= Beginning of Section =
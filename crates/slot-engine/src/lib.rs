//! # slot-engine
//!
//! Appointment scheduling for a single shared clinic calendar.
//!
//! Answers two questions against whatever appointment store the caller plugs
//! in: does a proposed time collide with an existing booking, and at which
//! times could a slot of a given length still be booked on a given day.
//!
//! ## Modules
//!
//! - [`clock`] — minute-resolution times and `YYYY-MM-DD` dates
//! - [`appointment`] — appointment records, statuses, same-day intervals
//! - [`store`] — the read-only persistence seam plus an in-memory store
//! - [`conflict`] — availability checks with half-open overlap
//! - [`slots`] — bookable start times on a discretized grid
//! - [`freebusy`] — merged busy periods, free periods, empty working hours
//! - [`config`] — working window, slot parameters, weekly schedule
//! - [`notify`] — the booking-decision notification seam
//! - [`scheduler`] — the string-typed facade tying it together
//! - [`error`] — error types

pub mod appointment;
pub mod clock;
pub mod config;
pub mod conflict;
pub mod error;
pub mod freebusy;
pub mod notify;
pub mod scheduler;
pub mod slots;
pub mod store;

pub use appointment::{Appointment, AppointmentId, AppointmentStatus, TimeInterval};
pub use clock::ClockTime;
pub use config::{DaySchedule, SchedulerConfig, WeeklySchedule, WorkingWindow};
pub use conflict::{find_conflicts, is_time_available, Conflict};
pub use error::{ScheduleError, StoreError};
pub use freebusy::{free_periods, EmptyHoursReport, FreePeriod};
pub use notify::{NoopNotifier, Notifier};
pub use scheduler::{BookingDecision, BookingOutcome, BookingRequest, Scheduler};
pub use slots::{available_slots, SlotListing, SlotMode, SlotParams};
pub use store::{AppointmentStore, InMemoryStore};
//! The collaborator told about each booking decision.
//!
//! Delivery (email, SMS, UI toast) is the implementor's business. Notifiers are
//! called synchronously and cannot fail the decision that triggered them.

use crate::scheduler::BookingDecision;

pub trait Notifier {
    fn notify(&self, decision: &BookingDecision);
}

/// Discards every decision.
#[derive(Debug, Clone, Copy, Default)]
pub struct NoopNotifier;

impl Notifier for NoopNotifier {
    fn notify(&self, _decision: &BookingDecision) {}
}

impl<F: Fn(&BookingDecision)> Notifier for F {
    fn notify(&self, decision: &BookingDecision) {
        self(decision)
    }
}
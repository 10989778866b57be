//! Decide whether a proposed appointment time collides with existing bookings.
//!
//! A candidate `[start, end)` conflicts with every non-cancelled appointment on
//! the same day it overlaps. Adjacent appointments (one ends exactly when the
//! other starts) are NOT conflicts.

use chrono::NaiveDate;
use tracing::debug;

use crate::appointment::{Appointment, AppointmentId, TimeInterval};
use crate::clock::ClockTime;
use crate::error::Result;
use crate::store::{fetch_day, AppointmentStore};

/// An existing appointment that overlaps a candidate interval.
#[derive(Debug, Clone, PartialEq)]
pub struct Conflict {
    pub appointment: Appointment,
    pub overlap_minutes: u32,
}

/// Find every appointment in `appointments` that overlaps `candidate`.
///
/// Cancelled appointments, appointments on other days and the appointment named
/// by `exclude_id` are skipped. The overlap duration is
/// `min(a.end, b.end) - max(a.start, b.start)`.
pub fn find_conflicts(
    candidate: &TimeInterval,
    appointments: &[Appointment],
    exclude_id: Option<AppointmentId>,
) -> Vec<Conflict> {
    appointments
        .iter()
        .filter(|appt| appt.is_active() && Some(appt.id) != exclude_id)
        .filter_map(|appt| {
            let existing = appt.interval();
            // Two intervals overlap iff a.start < b.end AND b.start < a.end.
            candidate.overlaps(&existing).then(|| Conflict {
                appointment: appt.clone(),
                overlap_minutes: candidate.overlap_minutes(&existing),
            })
        })
        .collect()
}

/// Read the candidate's day from `store` and return the conflicts found there.
///
/// # Errors
/// Returns `ScheduleError::Retrieval` if the store cannot supply the day's
/// appointments.
pub fn conflicts_in_store<S: AppointmentStore + ?Sized>(
    store: &S,
    candidate: &TimeInterval,
    exclude_id: Option<AppointmentId>,
) -> Result<Vec<Conflict>> {
    let appointments = fetch_day(store, candidate.date)?;
    let conflicts = find_conflicts(candidate, &appointments, exclude_id);
    debug!(
        date = %candidate.date,
        start = %candidate.start,
        end = %candidate.end,
        ?exclude_id,
        conflicts = conflicts.len(),
        "checked availability"
    );
    Ok(conflicts)
}

/// `true` iff no non-cancelled appointment on `date`, other than `exclude_id`,
/// overlaps `[start, end)`.
///
/// # Errors
/// Returns `ScheduleError::InvalidInterval` if `start >= end`, and
/// `ScheduleError::Retrieval` if the store fails. A failed lookup is never
/// reported as available.
pub fn is_time_available<S: AppointmentStore + ?Sized>(
    store: &S,
    date: NaiveDate,
    start: ClockTime,
    end: ClockTime,
    exclude_id: Option<AppointmentId>,
) -> Result<bool> {
    let candidate = TimeInterval::new(date, start, end)?;
    Ok(conflicts_in_store(store, &candidate, exclude_id)?.is_empty())
}
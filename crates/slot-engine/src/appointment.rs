//! Appointment records and same-day time intervals.

use std::fmt;
use std::str::FromStr;

use chrono::NaiveDate;
use serde::{Deserialize, Serialize};

use crate::clock::ClockTime;
use crate::error::{Result, ScheduleError, StoreError};

pub type AppointmentId = i64;

/// Lifecycle status of an appointment.
///
/// Cancelled appointments stay in the store for history but never block time.
#[derive(Debug, Clone, Copy, PartialEq, Eq, Hash, Default, Serialize, Deserialize)]
#[serde(rename_all = "lowercase")]
pub enum AppointmentStatus {
    #[default]
    Scheduled,
    Confirmed,
    Completed,
    Cancelled,
}

impl AppointmentStatus {
    /// Whether an appointment in this status occupies its time range.
    pub fn blocks_time(self) -> bool {
        !matches!(self, AppointmentStatus::Cancelled)
    }

    pub fn as_str(self) -> &'static str {
        match self {
            AppointmentStatus::Scheduled => "scheduled",
            AppointmentStatus::Confirmed => "confirmed",
            AppointmentStatus::Completed => "completed",
            AppointmentStatus::Cancelled => "cancelled",
        }
    }
}

impl fmt::Display for AppointmentStatus {
    fn fmt(&self, f: &mut fmt::Formatter<'_>) -> fmt::Result {
        f.write_str(self.as_str())
    }
}

impl FromStr for AppointmentStatus {
    type Err = StoreError;

    fn from_str(s: &str) -> std::result::Result<Self, StoreError> {
        match s.trim().to_ascii_lowercase().as_str() {
            "scheduled" => Ok(AppointmentStatus::Scheduled),
            "confirmed" => Ok(AppointmentStatus::Confirmed),
            "completed" => Ok(AppointmentStatus::Completed),
            "cancelled" => Ok(AppointmentStatus::Cancelled),
            other => Err(StoreError::Malformed(format!(
                "unknown appointment status `{other}`"
            ))),
        }
    }
}

/// A half-open `[start, end)` range on a single calendar day.
#[derive(Debug, Clone, Copy, PartialEq, Eq, Hash, Serialize, Deserialize)]
pub struct TimeInterval {
    pub date: NaiveDate,
    pub start: ClockTime,
    pub end: ClockTime,
}

impl TimeInterval {
    /// # Errors
    /// Returns `ScheduleError::InvalidInterval` unless `start < end`.
    pub fn new(date: NaiveDate, start: ClockTime, end: ClockTime) -> Result<Self> {
        if start >= end {
            return Err(ScheduleError::InvalidInterval { start, end });
        }
        Ok(TimeInterval { date, start, end })
    }

    /// Two intervals overlap iff they share a day and `a.start < b.end && b.start < a.end`.
    /// Touching endpoints do not overlap.
    pub fn overlaps(&self, other: &TimeInterval) -> bool {
        self.date == other.date && self.start < other.end && other.start < self.end
    }

    /// Minutes shared with `other`, zero when they do not overlap.
    pub fn overlap_minutes(&self, other: &TimeInterval) -> u32 {
        if !self.overlaps(other) {
            return 0;
        }
        self.start.max(other.start).minutes_until(self.end.min(other.end))
    }

    pub fn duration_minutes(&self) -> u32 {
        self.start.minutes_until(self.end)
    }
}

/// A booked appointment as held by the persistence collaborator.
#[derive(Debug, Clone, PartialEq, Eq, Serialize, Deserialize)]
pub struct Appointment {
    pub id: AppointmentId,
    #[serde(default)]
    pub patient_id: Option<i64>,
    pub date: NaiveDate,
    pub start: ClockTime,
    pub end: ClockTime,
    #[serde(default)]
    pub status: AppointmentStatus,
    #[serde(default)]
    pub notes: String,
}

impl Appointment {
    /// Create a `scheduled` appointment with no patient or notes attached.
    ///
    /// # Errors
    /// Returns `ScheduleError::InvalidInterval` unless `start < end`.
    pub fn new(id: AppointmentId, date: NaiveDate, start: ClockTime, end: ClockTime) -> Result<Self> {
        TimeInterval::new(date, start, end)?;
        Ok(Appointment {
            id,
            patient_id: None,
            date,
            start,
            end,
            status: AppointmentStatus::default(),
            notes: String::new(),
        })
    }

    pub fn with_status(mut self, status: AppointmentStatus) -> Self {
        self.status = status;
        self
    }

    pub fn with_patient(mut self, patient_id: i64) -> Self {
        self.patient_id = Some(patient_id);
        self
    }

    pub fn with_notes(mut self, notes: impl Into<String>) -> Self {
        self.notes = notes.into();
        self
    }

    pub fn interval(&self) -> TimeInterval {
        TimeInterval {
            date: self.date,
            start: self.start,
            end: self.end,
        }
    }

    /// Not cancelled.
    pub fn is_active(&self) -> bool {
        self.status.blocks_time()
    }

    pub fn duration_minutes(&self) -> u32 {
        self.start.minutes_until(self.end)
    }
}
//! The persistence seam the engine reads appointments through.
//!
//! The engine never writes. Creating, rescheduling and cancelling appointments
//! belong to whoever owns the store; the engine only asks for one day at a time.

use std::collections::BTreeMap;

use chrono::NaiveDate;
use tracing::{debug, warn};

use crate::appointment::{Appointment, AppointmentId, AppointmentStatus};
use crate::error::{Result, ScheduleError, StoreError};

/// Read access to stored appointments.
pub trait AppointmentStore {
    /// Every appointment on `date`, cancelled ones included, ordered by start time.
    fn list_appointments(&self, date: NaiveDate) -> std::result::Result<Vec<Appointment>, StoreError>;
}

impl<S: AppointmentStore + ?Sized> AppointmentStore for &S {
    fn list_appointments(&self, date: NaiveDate) -> std::result::Result<Vec<Appointment>, StoreError> {
        (**self).list_appointments(date)
    }
}

impl<S: AppointmentStore + ?Sized> AppointmentStore for Box<S> {
    fn list_appointments(&self, date: NaiveDate) -> std::result::Result<Vec<Appointment>, StoreError> {
        (**self).list_appointments(date)
    }
}

/// Fetch a day's appointments and reject records the engine cannot reason about.
///
/// Store failures and malformed records both surface as `ScheduleError::Retrieval`
/// so callers never mistake missing data for a free calendar.
pub(crate) fn fetch_day<S: AppointmentStore + ?Sized>(store: &S, date: NaiveDate) -> Result<Vec<Appointment>> {
    let appointments = store.list_appointments(date).map_err(|source| {
        warn!(%date, error = %source, "appointment retrieval failed");
        ScheduleError::Retrieval { date, source }
    })?;

    for appt in &appointments {
        if appt.date != date || appt.start >= appt.end {
            let source = StoreError::Malformed(format!(
                "appointment {} on {} spans {}-{}",
                appt.id, appt.date, appt.start, appt.end
            ));
            warn!(%date, error = %source, "rejecting appointment data");
            return Err(ScheduleError::Retrieval { date, source });
        }
    }

    debug!(%date, count = appointments.len(), "fetched appointments");
    Ok(appointments)
}

/// A process-local store keyed by appointment id.
#[derive(Debug, Clone, Default)]
pub struct InMemoryStore {
    appointments: BTreeMap<AppointmentId, Appointment>,
}

impl InMemoryStore {
    pub fn new() -> Self {
        Self::default()
    }

    /// Load a JSON array of appointments.
    ///
    /// # Errors
    /// Returns `StoreError::Malformed` if the JSON does not decode or a record has
    /// `start >= end`.
    pub fn from_json_str(json: &str) -> std::result::Result<Self, StoreError> {
        let records: Vec<Appointment> =
            serde_json::from_str(json).map_err(|e| StoreError::Malformed(e.to_string()))?;
        if let Some(bad) = records.iter().find(|a| a.start >= a.end) {
            return Err(StoreError::Malformed(format!(
                "appointment {} spans {}-{}",
                bad.id, bad.start, bad.end
            )));
        }
        Ok(records.into_iter().collect())
    }

    /// Insert or replace an appointment, returning the previous record with that id.
    pub fn insert(&mut self, appointment: Appointment) -> Option<Appointment> {
        self.appointments.insert(appointment.id, appointment)
    }

    pub fn get(&self, id: AppointmentId) -> Option<&Appointment> {
        self.appointments.get(&id)
    }

    /// Change an appointment's status. Returns `false` if the id is unknown.
    pub fn set_status(&mut self, id: AppointmentId, status: AppointmentStatus) -> bool {
        match self.appointments.get_mut(&id) {
            Some(appt) => {
                appt.status = status;
                true
            }
            None => false,
        }
    }

    pub fn remove(&mut self, id: AppointmentId) -> Option<Appointment> {
        self.appointments.remove(&id)
    }

    pub fn len(&self) -> usize {
        self.appointments.len()
    }

    pub fn is_empty(&self) -> bool {
        self.appointments.is_empty()
    }
}

impl FromIterator<Appointment> for InMemoryStore {
    fn from_iter<I: IntoIterator<Item = Appointment>>(iter: I) -> Self {
        let mut store = InMemoryStore::new();
        for appt in iter {
            store.insert(appt);
        }
        store
    }
}

impl AppointmentStore for InMemoryStore {
    fn list_appointments(&self, date: NaiveDate) -> std::result::Result<Vec<Appointment>, StoreError> {
        let mut day: Vec<Appointment> = self
            .appointments
            .values()
            .filter(|a| a.date == date)
            .cloned()
            .collect();
        day.sort_by_key(|a| (a.start, a.end, a.id));
        Ok(day)
    }
}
= End of Section =
• Work item:
Beginning at the line with "pub fn is_active(&self)" and ending at the line with "if appt.date != date", reproduce each line of the data above exactly, and add no other lines.

• Result for this task:
    pub fn is_active(&self) -> bool {
        self.status.blocks_time()
    }

    pub fn duration_minutes(&self) -> u32 {
        self.start.minutes_until(self.end)
    }
}
//! The persistence seam the engine reads appointments through.
//!
//! The engine never writes. Creating, rescheduling and cancelling appointments
//! belong to whoever owns the store; the engine only asks for one day at a time.

use std::collections::BTreeMap;

use chrono::NaiveDate;
use tracing::{debug, warn};

use crate::appointment::{Appointment, AppointmentId, AppointmentStatus};
use crate::error::{Result, ScheduleError, StoreError};

/// Read access to stored appointments.
pub trait AppointmentStore {
    /// Every appointment on `date`, cancelled ones included, ordered by start time.
    fn list_appointments(&self, date: NaiveDate) -> std::result::Result<Vec<Appointment>, StoreError>;
}

impl<S: AppointmentStore + ?Sized> AppointmentStore for &S {
    fn list_appointments(&self, date: NaiveDate) -> std::result::Result<Vec<Appointment>, StoreError> {
        (**self).list_appointments(date)
    }
}

impl<S: AppointmentStore + ?Sized> AppointmentStore for Box<S> {
    fn list_appointments(&self, date: NaiveDate) -> std::result::Result<Vec<Appointment>, StoreError> {
        (**self).list_appointments(date)
    }
}

/// Fetch a day's appointments and reject records the engine cannot reason about.
///
/// Store failures and malformed records both surface as `ScheduleError::Retrieval`
/// so callers never mistake missing data for a free calendar.
pub(crate) fn fetch_day<S: AppointmentStore + ?Sized>(store: &S, date: NaiveDate) -> Result<Vec<Appointment>> {
    let appointments = store.list_appointments(date).map_err(|source| {
        warn!(%date, error = %source, "appointment retrieval failed");
        ScheduleError::Retrieval { date, source }
    })?;

    for appt in &appointments {
        if appt.date != date || appt.start >= appt.end {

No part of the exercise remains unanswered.